The other interviewee in this book, poet and novelist Tim Z. Hernandez, contributes a poem titled “Brown Christ”:

Yesterday, I saw God,
a brown Christ hovering
above an onion field
over tilled plains of the San Joaquin—
frayed constellation of denim,
ox hide work boot broken at the heel,

Follow that with “To the People Who Say I Look Like Jesus:” by Troy Kody Cunio, which follows a similar theme of seeing God or Jesus in someone else:

No, I don’t.
I look like a thrift store painting of Jesus.
I am
discount devotional.
[ . . . ] When I was living in cars and on strange mattresses,
when this beard was from neglect and not choice,
before this year of full belly,
[ . . . ] maybe then
I looked a little bit like Jesus.

Babies are on the minds of several writers, each of them tackling the subject in a unique way. “Geography of the Changing Body: Hands,” by E.J. Antonio, maps an entire life in one richly-textured paragraph that begins:

Say small pudgy smooth skin; say these are good for exploring the human face; say how the thumb finds the mouth to sooth the panic of being too small in a place too big; [ . . . ] just say everything tastes better when mixed with moistness from skin and random germs from the highchair tray.
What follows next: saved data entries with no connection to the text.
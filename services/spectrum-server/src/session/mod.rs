//! Client sessions: the accept loop and the per-connection streaming loop

mod manager;
mod pacer;
mod state;
mod stream;

pub use manager::{ServerError, SessionManager, SessionSettings};
pub use stream::StreamContext;
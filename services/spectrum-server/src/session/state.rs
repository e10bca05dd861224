//! Per-session counters

use std::fmt;

/// Statistics for a single client session
#[derive(Debug, Default, Clone, PartialEq, Eq)]
pub struct SessionStats {
    pub frames_sent: u64,
    pub bytes_sent: u64,
    pub retunes: u64,
    pub retune_failures: u64,
    pub command_errors: u64,
}

impl SessionStats {
    pub fn new() -> Self {
        Self::default()
    }

    pub fn record_frame(&mut self, len: usize) {
        self.frames_sent += 1;
        self.bytes_sent += len as u64;
    }

    pub fn record_retune(&mut self) {
        self.retunes += 1;
    }

    pub fn record_retune_failure(&mut self) {
        self.retune_failures += 1;
    }

    pub fn record_command_error(&mut self) {
        self.command_errors += 1;
    }
}

impl fmt::Display for SessionStats {
    fn fmt(&self, f: &mut fmt::Formatter<'_>) -> fmt::Result {
        write!(
            f,
            "Frames: {} ({} bytes) | Retunes: {} (failed: {}) | Command errors: {}",
            self.frames_sent,
            self.bytes_sent,
            self.retunes,
            self.retune_failures,
            self.command_errors
        )
    }
}
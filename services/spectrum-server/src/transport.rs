//! Byte-stream transport for spectrum frames and control bytes

use std::io::{self, ErrorKind, Read, Write};
use std::net::{SocketAddr, TcpListener, TcpStream};

use tracing::warn;

/// A bidirectional client connection whose blocking mode can be toggled
pub trait Transport: Read + Write {
    fn set_nonblocking(&mut self, nonblocking: bool) -> io::Result<()>;

    /// Peer description for logs
    fn peer(&self) -> String;
}

impl Transport for TcpStream {
    fn set_nonblocking(&mut self, nonblocking: bool) -> io::Result<()> {
        TcpStream::set_nonblocking(self, nonblocking)
    }

    fn peer(&self) -> String {
        self.peer_addr()
            .map(|a| a.to_string())
            .unwrap_or_else(|_| "unknown".to_string())
    }
}

/// Source of client connections
pub trait Listener {
    type Conn: Transport;

    /// Accept a waiting client, or `Ok(None)` when nobody is connecting
    fn poll_accept(&mut self) -> io::Result<Option<Self::Conn>>;
}

/// TCP listener polled in non-blocking mode so the accept wait can observe
/// shutdown requests
#[derive(Debug)]
pub struct TcpAcceptor {
    listener: TcpListener,
}

impl TcpAcceptor {
    pub fn bind(addr: SocketAddr) -> io::Result<Self> {
        let listener = TcpListener::bind(addr)?;
        listener.set_nonblocking(true)?;
        Ok(Self { listener })
    }

    pub fn local_addr(&self) -> io::Result<SocketAddr> {
        self.listener.local_addr()
    }
}

impl Listener for TcpAcceptor {
    type Conn = TcpStream;

    fn poll_accept(&mut self) -> io::Result<Option<TcpStream>> {
        match self.listener.accept() {
            Ok((stream, _)) => {
                // Accepted sockets may inherit the listener's non-blocking flag
                stream.set_nonblocking(false)?;
                if let Err(e) = stream.set_nodelay(true) {
                    warn!("Failed to set TCP_NODELAY: {}", e);
                }
                Ok(Some(stream))
            }
            Err(e) if e.kind() == ErrorKind::WouldBlock => Ok(None),
            Err(e) => Err(e),
        }
    }
}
Martha Clarkson, in “At the 5-Way Intersection on the Drive Home from the Obstetrician, Learning the Baby is Down Syndrome,” constructs this narrative:

I am stopped by red lights
our new baby-car van
lying in shadow
of a rumbling cement truck
[ . . . ] the cab man smoking
plaid elbow out the window
pulls away with the clear-throat
of changing gears
pulls away to rebar fields to deliver
healthy concrete babies.

Whereas, Mark Blickley’s take on babyhood is depicted in “Meconium Aspirations: A Play in Ten Breaths” with the only actor being BABY. In one of those breaths, reminiscent of Stewie on the TV show Family Guy, BABY utters:

I know, I know, you’re thinking how the hell can a newborn be offering up journalistic observations, historical veracities, and judgmental insights? I can’t answer that question, but I am leaning towards a belief in some sort of reincarnation. Maybe I’m the next Dali Lama.

When it comes to mastering writing styles, Carol Guess has composed a piece with wonderful rhythm and flow. She calls it “Ten Perspectives on a Smoking Gun.” Here’s some of the fifth perspective:

You came back in a storm, but it wasn’t a storm, and it wasn’t you when I looked through the peephole. First peephole, then peepshow, then delivery pizza. Another knock: not you again. When you come back, it’s roses, but I’m allergic to roses. When you come back, it’s you, but I can’t tell if it’s me.

Another champion at rhythm and flow is Chet Corey with these lines from his prose poem “The Double”:

I am the ambiguity in the double entendre of the life you lead, the indelicate meant between your said and unsaid. I am the double shot of disbelief and belief you pour yourself straight up and drink in a gulp. I am the double agent who sells secrets to both sides in your quarrel with yourself.

Read The Other Side of Violet to discover seasoned writers and new literary energizers. They’re not only a great read, but their submissions just might revitalize your own writing skills.